> **WORK REQUEST**:
Check each line of the entries below for the word "String" and state only how many lines have it.

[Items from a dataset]
--- START ---

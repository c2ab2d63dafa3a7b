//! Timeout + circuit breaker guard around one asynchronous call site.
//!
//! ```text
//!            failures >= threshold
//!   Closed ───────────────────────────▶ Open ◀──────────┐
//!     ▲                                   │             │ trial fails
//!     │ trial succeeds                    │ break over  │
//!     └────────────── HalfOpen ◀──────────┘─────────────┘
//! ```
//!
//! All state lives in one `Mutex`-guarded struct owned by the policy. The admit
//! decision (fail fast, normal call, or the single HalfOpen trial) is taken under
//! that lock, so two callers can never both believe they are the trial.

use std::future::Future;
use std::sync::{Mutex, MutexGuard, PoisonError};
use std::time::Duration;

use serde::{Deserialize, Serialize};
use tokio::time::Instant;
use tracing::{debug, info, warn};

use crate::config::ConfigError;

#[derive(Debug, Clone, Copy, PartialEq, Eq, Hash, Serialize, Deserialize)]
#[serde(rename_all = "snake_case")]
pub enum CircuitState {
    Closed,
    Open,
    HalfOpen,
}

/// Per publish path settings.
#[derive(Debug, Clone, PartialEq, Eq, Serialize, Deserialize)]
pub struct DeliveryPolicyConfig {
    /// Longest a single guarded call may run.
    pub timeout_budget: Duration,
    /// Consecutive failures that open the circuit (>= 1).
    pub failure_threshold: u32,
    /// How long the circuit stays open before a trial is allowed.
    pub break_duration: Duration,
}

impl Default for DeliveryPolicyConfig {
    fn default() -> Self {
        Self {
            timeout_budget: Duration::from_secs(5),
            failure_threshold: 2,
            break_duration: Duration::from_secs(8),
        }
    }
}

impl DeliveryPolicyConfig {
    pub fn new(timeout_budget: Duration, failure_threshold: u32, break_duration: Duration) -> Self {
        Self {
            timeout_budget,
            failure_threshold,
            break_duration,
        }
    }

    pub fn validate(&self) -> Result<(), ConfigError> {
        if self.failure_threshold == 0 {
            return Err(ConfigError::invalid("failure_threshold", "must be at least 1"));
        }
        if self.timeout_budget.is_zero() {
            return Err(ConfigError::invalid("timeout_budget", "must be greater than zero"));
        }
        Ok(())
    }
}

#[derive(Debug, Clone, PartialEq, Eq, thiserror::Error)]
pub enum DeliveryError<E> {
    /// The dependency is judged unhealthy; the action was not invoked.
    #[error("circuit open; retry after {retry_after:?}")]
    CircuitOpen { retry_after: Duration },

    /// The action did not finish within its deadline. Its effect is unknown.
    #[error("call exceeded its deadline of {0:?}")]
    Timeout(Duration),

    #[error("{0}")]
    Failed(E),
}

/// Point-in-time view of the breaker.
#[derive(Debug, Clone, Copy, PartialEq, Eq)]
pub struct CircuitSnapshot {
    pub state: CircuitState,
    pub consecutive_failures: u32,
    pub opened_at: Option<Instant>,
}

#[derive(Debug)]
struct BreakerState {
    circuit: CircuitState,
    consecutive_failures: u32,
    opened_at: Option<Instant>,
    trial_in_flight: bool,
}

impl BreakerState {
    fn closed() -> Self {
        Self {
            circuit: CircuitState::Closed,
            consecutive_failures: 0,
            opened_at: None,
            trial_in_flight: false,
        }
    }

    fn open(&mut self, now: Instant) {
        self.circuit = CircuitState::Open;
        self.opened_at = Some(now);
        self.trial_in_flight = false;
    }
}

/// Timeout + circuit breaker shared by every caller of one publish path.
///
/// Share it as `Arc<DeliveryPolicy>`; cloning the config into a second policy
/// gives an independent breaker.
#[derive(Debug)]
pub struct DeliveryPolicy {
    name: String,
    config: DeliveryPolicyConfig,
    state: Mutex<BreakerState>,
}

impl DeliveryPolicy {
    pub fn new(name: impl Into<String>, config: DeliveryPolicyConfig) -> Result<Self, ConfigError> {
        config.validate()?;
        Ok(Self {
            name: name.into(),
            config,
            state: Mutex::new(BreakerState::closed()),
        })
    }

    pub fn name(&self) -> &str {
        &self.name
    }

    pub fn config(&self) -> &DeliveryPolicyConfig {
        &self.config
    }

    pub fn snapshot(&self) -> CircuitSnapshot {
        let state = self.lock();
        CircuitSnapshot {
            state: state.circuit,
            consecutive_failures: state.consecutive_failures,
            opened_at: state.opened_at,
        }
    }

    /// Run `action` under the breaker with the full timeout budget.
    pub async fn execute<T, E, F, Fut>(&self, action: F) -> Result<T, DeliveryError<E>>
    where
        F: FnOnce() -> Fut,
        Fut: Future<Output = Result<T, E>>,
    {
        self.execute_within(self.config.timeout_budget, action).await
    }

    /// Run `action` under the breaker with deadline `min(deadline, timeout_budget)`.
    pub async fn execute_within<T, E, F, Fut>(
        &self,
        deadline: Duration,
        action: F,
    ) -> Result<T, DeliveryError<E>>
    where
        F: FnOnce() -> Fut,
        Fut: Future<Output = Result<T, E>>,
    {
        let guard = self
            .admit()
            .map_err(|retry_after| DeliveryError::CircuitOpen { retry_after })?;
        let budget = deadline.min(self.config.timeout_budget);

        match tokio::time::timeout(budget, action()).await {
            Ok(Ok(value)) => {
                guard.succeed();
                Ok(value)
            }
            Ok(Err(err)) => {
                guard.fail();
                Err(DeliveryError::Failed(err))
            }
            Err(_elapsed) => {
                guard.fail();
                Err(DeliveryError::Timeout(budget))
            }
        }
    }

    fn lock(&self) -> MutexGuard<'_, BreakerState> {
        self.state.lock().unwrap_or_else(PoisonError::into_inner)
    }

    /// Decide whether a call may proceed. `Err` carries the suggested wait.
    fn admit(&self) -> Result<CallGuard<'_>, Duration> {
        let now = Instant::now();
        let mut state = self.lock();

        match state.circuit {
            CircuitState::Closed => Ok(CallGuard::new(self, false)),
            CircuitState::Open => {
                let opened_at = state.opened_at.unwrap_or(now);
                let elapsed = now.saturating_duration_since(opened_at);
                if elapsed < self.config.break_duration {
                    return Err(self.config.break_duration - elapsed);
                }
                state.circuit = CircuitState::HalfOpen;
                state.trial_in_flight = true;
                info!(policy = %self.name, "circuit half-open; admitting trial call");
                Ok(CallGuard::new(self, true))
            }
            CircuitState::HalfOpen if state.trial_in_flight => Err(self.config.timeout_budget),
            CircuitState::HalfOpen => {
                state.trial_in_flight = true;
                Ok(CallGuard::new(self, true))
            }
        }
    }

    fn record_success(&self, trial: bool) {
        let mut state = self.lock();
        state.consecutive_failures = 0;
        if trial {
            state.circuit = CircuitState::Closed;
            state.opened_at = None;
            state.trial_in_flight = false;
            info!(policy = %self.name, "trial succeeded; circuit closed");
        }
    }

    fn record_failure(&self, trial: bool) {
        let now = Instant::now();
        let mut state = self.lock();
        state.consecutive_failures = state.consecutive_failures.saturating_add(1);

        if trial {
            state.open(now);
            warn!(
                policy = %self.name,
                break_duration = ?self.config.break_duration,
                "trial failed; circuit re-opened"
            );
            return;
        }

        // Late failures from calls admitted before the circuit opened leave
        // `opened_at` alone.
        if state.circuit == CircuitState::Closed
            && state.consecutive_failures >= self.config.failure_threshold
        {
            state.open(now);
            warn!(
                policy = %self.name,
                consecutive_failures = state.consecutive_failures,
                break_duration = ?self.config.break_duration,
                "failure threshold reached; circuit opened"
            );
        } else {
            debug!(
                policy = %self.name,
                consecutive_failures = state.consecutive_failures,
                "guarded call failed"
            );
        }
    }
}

--- END ---

> **EXERCISE RESULT**:
2